Friday, July 02, 2010

Was Faytene Kryskow's Hitler Youth quote accurate then?

(Originally posted at Bene Diction Blogs On, May 15, 2010]

Youth evangelist Faytene Kryskow has a letter in today's National Post newspaper, seeking a correction in Don Martin's column about The Armageddon Factor, which mentions her.

You may remember that about a week or so ago now that I was amazed to read what Marci McDonald apparently heard when hearing Faytene Kryskow speak in Toronto at the March 2008 Toronto Missionfest.

McDonald reports:

Winding up her spiel at Missionfest, she summons the crowd to political activism with an unusual pitch. “Imagine an army of young people, five million strong,” she says. “Imagine their passion to arise as a youth force that effectively decided who would get elected to political office–a force so powerful that it literally began to change their nation.” Her audience is warming to her message when it takes a bizarre turn. “This actually happened,” They called themselves the Hitler Youth and they changed the face of their nation and the world.” As her listeners sit in stunned silence, she delivers her closing call to arms: “If they could mobilize their cause to become that mighty with the power of evil backing them,” she tells the crowd, “how much more could we accomplish with the power of God backing us up.”
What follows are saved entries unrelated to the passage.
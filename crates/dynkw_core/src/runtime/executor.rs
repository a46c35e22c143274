//! Executes compiled keyword fragments against an explicit context.

use crate::binder::hooks::HookError;
use crate::compile::ast::Expr;
use crate::compile::fragment::{Fragment, Instruction, Operand};
use crate::model::value::{CoercionError, TypeConstraint, Value};
use crate::runtime::instance::KeywordInstance;
use crate::runtime::scope::{ScopeContext, ScopeError};
use std::collections::BTreeMap;
use std::error::Error;
use std::fmt::{Display, Formatter};

/// State threaded through one script execution.
#[derive(Debug, Default)]
pub struct ExecutionContext {
    scope: ScopeContext,
    variables: BTreeMap<String, Value>,
    output: Vec<Option<Value>>,
    pending: Option<KeywordInstance>,
}

impl ExecutionContext {
    pub fn new() -> Self {
        Self::default()
    }

    pub fn with_variable(mut self, name: &str, value: impl Into<Value>) -> Self {
        self.set_variable(name, value.into());
        self
    }

    /// Variable names are case-insensitive.
    pub fn set_variable(&mut self, name: &str, value: Value) {
        self.variables.insert(name.to_ascii_lowercase(), value);
    }

    pub fn variable(&self, name: &str) -> Option<&Value> {
        self.variables.get(&name.to_ascii_lowercase())
    }

    pub fn scope(&self) -> &ScopeContext {
        &self.scope
    }

    /// Results of outermost invocations, in completion order.
    pub fn output(&self) -> &[Option<Value>] {
        &self.output
    }

    pub fn take_output(&mut self) -> Vec<Option<Value>> {
        std::mem::take(&mut self.output)
    }

    fn step(&mut self, instruction: &Instruction) -> Result<(), ExecutionError> {
        match instruction {
            Instruction::Instantiate {
                keyword,
                parameter_set,
                arguments,
            } => {
                let mut instance = KeywordInstance::new(keyword.clone(), parameter_set.as_str());
                for argument in arguments {
                    let value = self.resolve(&argument.value, &argument.constraint, &argument.parameter)?;
                    instance.set_parameter(argument.parameter.clone(), value);
                }
                self.pending = Some(instance);
            }
            Instruction::AssignProperties(plans) => {
                let values = plans
                    .iter()
                    .map(|plan| {
                        self.resolve(&plan.value, &plan.constraint, &plan.property)
                            .map(|value| (plan.property.clone(), value))
                    })
                    .collect::<Result<Vec<_>, _>>()?;
                self.pending
                    .as_mut()
                    .ok_or(ExecutionError::NoPendingInstance)?
                    .assign_properties(values);
            }
            Instruction::EnterScope => {
                let instance = self.pending.take().ok_or(ExecutionError::NoPendingInstance)?;
                self.scope.enter_scope(instance)?;
            }
            Instruction::LeaveScope => {
                let result = self.scope.leave_scope()?;
                if self.scope.is_empty() {
                    self.output.push(result);
                }
            }
            Instruction::Assign { variable, value } => {
                let value = self.evaluate(value)?;
                self.set_variable(variable, value);
            }
            Instruction::Evaluate(expr) => {
                self.evaluate(expr)?;
            }
        }
        Ok(())
    }

    fn resolve(
        &self,
        operand: &Operand,
        constraint: &TypeConstraint,
        target: &str,
    ) -> Result<Value, ExecutionError> {
        match operand {
            Operand::Constant(value) => Ok(value.clone()),
            Operand::Deferred(expr) => {
                let value = self.evaluate(expr)?;
                constraint
                    .coerce(&value)
                    .map_err(|error| ExecutionError::Coercion {
                        target: target.to_string(),
                        error,
                    })
            }
        }
    }

    fn evaluate(&self, expr: &Expr) -> Result<Value, ExecutionError> {
        match expr {
            Expr::Literal(value) => Ok(value.clone()),
            Expr::Variable(name) => self
                .variable(name)
                .cloned()
                .ok_or_else(|| ExecutionError::UnknownVariable(name.clone())),
            Expr::Array(items) => items
                .iter()
                .map(|item| self.evaluate(item))
                .collect::<Result<Vec<_>, _>>()
                .map(Value::Array),
            Expr::Hashtable(entries) => entries
                .iter()
                .map(|entry| Ok((self.evaluate(&entry.key)?, self.evaluate(&entry.value)?)))
                .collect::<Result<Vec<_>, _>>()
                .map(Value::Hashtable),
            Expr::ScriptBlock(_) => Err(ExecutionError::UnsupportedExpression("scriptblock")),
        }
    }
}

/// Runs `fragment` to completion.
///
/// On error, scopes opened by this call are dropped without running their
/// leave hooks and the error is returned as raised.
pub fn execute(fragment: &Fragment, context: &mut ExecutionContext) -> Result<(), ExecutionError> {
    let depth = context.scope.depth();
    let outcome = fragment
        .instructions
        .iter()
        .try_for_each(|instruction| context.step(instruction));
    if outcome.is_err() {
        context.scope.unwind_to(depth);
        context.pending = None;
    }
    outcome
}

#[derive(Debug, Clone, PartialEq, Eq)]
pub enum ExecutionError {
    Scope(ScopeError),
    Coercion { target: String, error: CoercionError },
    UnknownVariable(String),
    NoPendingInstance,
    UnsupportedExpression(&'static str),
}

impl ExecutionError {
    /// The user hook error behind this failure, if any.
    pub fn hook_error(&self) -> Option<&HookError> {
        match self {
            Self::Scope(ScopeError::Hook(err)) => Some(err),
            _ => None,
        }
    }
}

impl Display for ExecutionError {
    fn fmt(&self, f: &mut Formatter<'_>) -> std::fmt::Result {
        match self {
            Self::Scope(err) => write!(f, "{err}"),
            Self::Coercion { target, error } => write!(f, "`{target}`: {error}"),
            Self::UnknownVariable(name) => write!(f, "variable `${name}` is not defined"),
            Self::NoPendingInstance => write!(f, "no keyword instance is pending"),
            Self::UnsupportedExpression(kind) => {
                write!(f, "{kind} expressions cannot be evaluated here")
            }
        }
    }
}

impl Error for ExecutionError {
    fn source(&self) -> Option<&(dyn Error + 'static)> {
        match self {
            Self::Scope(err) => Some(err),
            Self::Coercion { error, .. } => Some(error),
            Self::UnknownVariable(_) | Self::NoPendingInstance | Self::UnsupportedExpression(_) => {
                None
            }
        }
    }
}

impl From<ScopeError> for ExecutionError {
    fn from(value: ScopeError) -> Self {
        Self::Scope(value)
    }
}
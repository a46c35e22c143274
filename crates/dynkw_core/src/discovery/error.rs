use crate::model::spec::UseMode;
use std::error::Error;
use std::fmt::{Display, Formatter};

pub type DiscoveryResult<T> = Result<T, DiscoveryError>;

/// Reasons a module's keyword declarations are rejected.
#[derive(Debug, Clone, PartialEq, Eq)]
pub enum DiscoveryError {
    /// Two keywords in one nesting scope share a name.
    DuplicateKeyword { name: String, scope: String },
    /// A non-nested keyword declares a use mode other than `OptionalMany`.
    InvalidUseMode { keyword: String, use_mode: UseMode },
    /// A keyword is nested under a command-mode keyword.
    NestedUnderCommand { parent: String, child: String },
    /// Two parameters of one keyword claim the same position in a set.
    DuplicatePosition {
        keyword: String,
        parameter_set: String,
        position: u32,
    },
    InvalidKeywordName(String),
    /// A marker attribute argument has the wrong type or an unknown value.
    InvalidAttributeArgument {
        owner: String,
        argument: String,
        value: String,
    },
}

impl Display for DiscoveryError {
    fn fmt(&self, f: &mut Formatter<'_>) -> std::fmt::Result {
        match self {
            Self::DuplicateKeyword { name, scope } => {
                write!(f, "keyword `{name}` is declared more than once in `{scope}`")
            }
            Self::InvalidUseMode { keyword, use_mode } => write!(
                f,
                "top-level keyword `{keyword}` must use OptionalMany, found {use_mode}"
            ),
            Self::NestedUnderCommand { parent, child } => write!(
                f,
                "keyword `{child}` cannot be nested under command-mode keyword `{parent}`"
            ),
            Self::DuplicatePosition {
                keyword,
                parameter_set,
                position,
            } => write!(
                f,
                "keyword `{keyword}` declares position {position} twice in parameter set `{parameter_set}`"
            ),
            Self::InvalidKeywordName(name) => write!(f, "keyword name is invalid: {name}"),
            Self::InvalidAttributeArgument {
                owner,
                argument,
                value,
            } => write!(
                f,
                "attribute argument `{argument}` on `{owner}` has invalid value: {value}"
            ),
        }
    }
}

impl Error for DiscoveryError {}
National Post columnist Don Martin was also stunned that Faytene could be so misguided as to make such a reference, and led off his column on the book with this reference, and made a couple other remarks about Kryskow as well.

Well, today Faytene Kryskow has a letter in the National Post asking for a correction and mentioning that she is going to make a formal written complaint to Random House Canada, McDonald's publisher.

I don't know if the National Post's editors edited her letter severely for length, but what I find odd is that she is disputing whether she has met Stockwell Day at his home (as reported in McDonald's book and quoted in the Martin item.) Certainly she has a right to have that fixed...but isn't it strange that she has nothing to say about the quote which led his column?

If I hadn't used a dumb analogy to the Hitler Youth, that is the first thing that I would be citing as that is the most damaging to my own causes. But Kryskow lets it pass, assuming she didn't say anything about it in an unedited letter to the newspaper.

Is Faytene hoping that people will assume that since she may have spotted one error, that by implication everything is incorrect, including the original report of the "Hitler Youth" gaffe? Perhaps she may want to brazen this through, without apologizing.

I believe that Don Martin is much wiser than I am, and has noticed this for himself.